Brote de cólera, pobreza y violencia

“En Dzaleka escasea el agua, el saneamiento e incluso la comida. No se puede resolver un problema creando otro”, afirma Michael Kaiyatsa, director ejecutivo del Centro de Derechos Humanos y Rehabilitación. Según él, la situación actual no es sostenible: “Algunos de los que ahora regresan llevan fuera casi 30 años. Estas personas han establecido sus negocios, trabajado, creado familias, etcétera. ¿Qué pasará con sus negocios o con sus propiedades?”, se pregunta.

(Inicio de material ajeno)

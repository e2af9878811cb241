use catmatch_core::{FusionWeights, ProductRecord, Vendor};

use super::*;

fn source(reference: &str, name: &str) -> ProductRecord {
    let mut record = ProductRecord::new(0, Vendor::Tunisianet);
    if !reference.is_empty() {
        record = record.with_reference(reference);
    }
    if !name.is_empty() {
        record = record.with_name(name);
    }
    record
}

fn candidate(id: i64, reference: &str, name: &str) -> ProductRecord {
    ProductRecord {
        entry_id: id,
        vendor: Vendor::Mytek,
        ..source(reference, name)
    }
}

#[test]
fn empty_candidates_yield_empty_result() {
    let ranked = rank_matches(&source("ABC123", ""), &[], 3, 0.8, &Scoring::default())
        .expect("rank");
    assert!(ranked.is_empty());
}

#[test]
fn blank_source_is_invalid_input() {
    let err = rank_matches(
        &source("  ", ""),
        &[candidate(1, "ABC", "")],
        3,
        0.8,
        &Scoring::default(),
    )
    .unwrap_err();
    assert!(matches!(err, EngineError::InvalidInput(_)));
}

#[test]
fn percentage_scale_confidence_is_rejected() {
    let err = rank_matches(
        &source("ABC", ""),
        &[candidate(1, "ABC", "")],
        3,
        80.0,
        &Scoring::default(),
    )
    .unwrap_err();
    assert!(matches!(err, EngineError::InvalidInput(_)));
}

#[test]
fn zero_top_n_yields_empty_result() {
    let ranked = rank_matches(
        &source("ABC", ""),
        &[candidate(1, "ABC", "")],
        0,
        0.0,
        &Scoring::default(),
    )
    .expect("rank");
    assert!(ranked.is_empty());
}

#[test]
fn results_are_bounded_filtered_and_descending() {
    let candidates = vec![
        candidate(1, "REF1000", ""),   // 6/7
        candidate(2, "XYZ", ""),       // 0
        candidate(3, "REF100", ""),    // 1.0
        candidate(4, "REF10", ""),     // 5/6
        candidate(5, "REF100000", ""), // 6/9
    ];
    let ranked = rank_matches(
        &source("ref-100", ""),
        &candidates,
        2,
        0.8,
        &Scoring::default(),
    )
    .expect("rank");

    let ids: Vec<i64> = ranked.iter().map(|m| m.candidate.entry_id).collect();
    assert_eq!(ids, vec![3, 1]);
    assert!(ranked.iter().all(|m| m.average_similarity >= 0.8));
    assert!(ranked
        .windows(2)
        .all(|w| w[0].average_similarity >= w[1].average_similarity));
}

#[test]
fn equal_reference_scores_keep_first_seen() {
    let candidates = vec![
        candidate(10, "ABC123", "first"),
        candidate(11, "abc-123", "second"),
    ];
    let ranked = rank_matches(
        &source("ABC123", ""),
        &candidates,
        3,
        0.8,
        &Scoring::default(),
    )
    .expect("rank");
    assert_eq!(ranked.len(), 1);
    assert_eq!(ranked[0].candidate.entry_id, 10);
}

#[test]
fn zero_reference_scores_dedupe_by_entry_id() {
    // Name-only source: every reference score is 0, so each entry stands alone.
    let candidates = vec![
        candidate(1, "", "ThinkPad E14"),
        candidate(2, "", "ThinkPad E14"),
        candidate(1, "", "ThinkPad E14"),
    ];
    let ranked = rank_matches(
        &source("", "thinkpad e14"),
        &candidates,
        5,
        0.8,
        &Scoring::default(),
    )
    .expect("rank");
    let ids: Vec<i64> = ranked.iter().map(|m| m.candidate.entry_id).collect();
    assert_eq!(ids, vec![1, 2]);
}

#[test]
fn missing_candidate_field_scores_zero_for_that_field() {
    let scored = score_pair(
        &source("ABC123", "Laptop"),
        &candidate(1, "ABC123", ""),
        FusionWeights::default(),
    );
    assert!((scored.reference_similarity - 1.0).abs() < 1e-12);
    assert!(scored.name_similarity.abs() < 1e-12);
    assert!((scored.average_similarity - 0.7).abs() < 1e-12);
}

#[test]
fn single_present_score_is_the_average() {
    let scored = score_pair(
        &source("", "Galaxy A15"),
        &candidate(1, "SM-A155", "Galaxy A15"),
        FusionWeights::default(),
    );
    assert!(scored.reference_similarity.abs() < 1e-12);
    assert!((scored.average_similarity - 1.0).abs() < 1e-12);
}

#[test]
fn parallel_scoring_matches_sequential_order() {
    let candidates: Vec<ProductRecord> = (0..64)
        .map(|i| candidate(i, &format!("REF{i}"), &format!("Item {i}")))
        .collect();
    let src = source("REF7", "Item 7");

    let sequential = score_candidates(
        &src,
        &candidates,
        &Scoring {
            weights: FusionWeights::default(),
            parallel_threshold: usize::MAX,
        },
    );
    let parallel = score_candidates(
        &src,
        &candidates,
        &Scoring {
            weights: FusionWeights::default(),
            parallel_threshold: 1,
        },
    );
    assert_eq!(sequential, parallel);
}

La gente nos discriminaba y nos recordaba constantemente que no éramos de allí, que teníamos que volver a nuestro país. En la ciudad sentía que no estaba en paz
Miria, refugiada de la República Democrática del Congo

La llegada de 8.000 personas más al ya superpoblado campo también preocupa a los habitantes de Dzaleka. A Suwavisi Ntakirutaimana, una vendedora de verduras ruandesa de 36 años, le angustia que la llegada de 8.000 personas afecte a su negocio porque habrá más competencia, ya que todos realizarán actividades similares. Lwitela Musa, un vendedor de verduras de 52 años de la RDC, no oculta su recelo ante la idea de que “al llegar más gente haya más problemas de enfermedades, alimentación, seguridad o vivienda”.

Dzaleka tampoco es un lugar seguro. Con el peor brote de cólera de los últimos 10 años en curso y unas autoridades incapaces de controlarlo, el alto riesgo de transmisión de enfermedades se multiplica en un entorno con condiciones insalubres.

Y el cólera no es el único riesgo al que se enfrentan los refugiados en el campo. En las últimas semanas, se han registrado violentos incidentes, a veces provocados por la falta de recursos, que preocupan a los responsables. Butoyi Fedeli, líder de la comunidad burundesa, resultó gravemente herido tras una explosión causada por un artefacto explosivo casero el pasado 14 de diciembre. Unas semanas antes, el 22 de noviembre, la policía disparó gases lacrimógenos y se enfrentó a los refugiados cuando estos saquearon algunos artículos de un almacén tras descubrir que sus nombres faltaban en una lista de distribución de material de construcción. Dentro y fuera de Dzaleka, los refugiados congoleños, etíopes, ruandeses o somalíes se preguntan qué ocurrirá a partir de ahora y cómo el gobierno planea obligarlos a regresar a este lugar en el que nunca quisieron estar.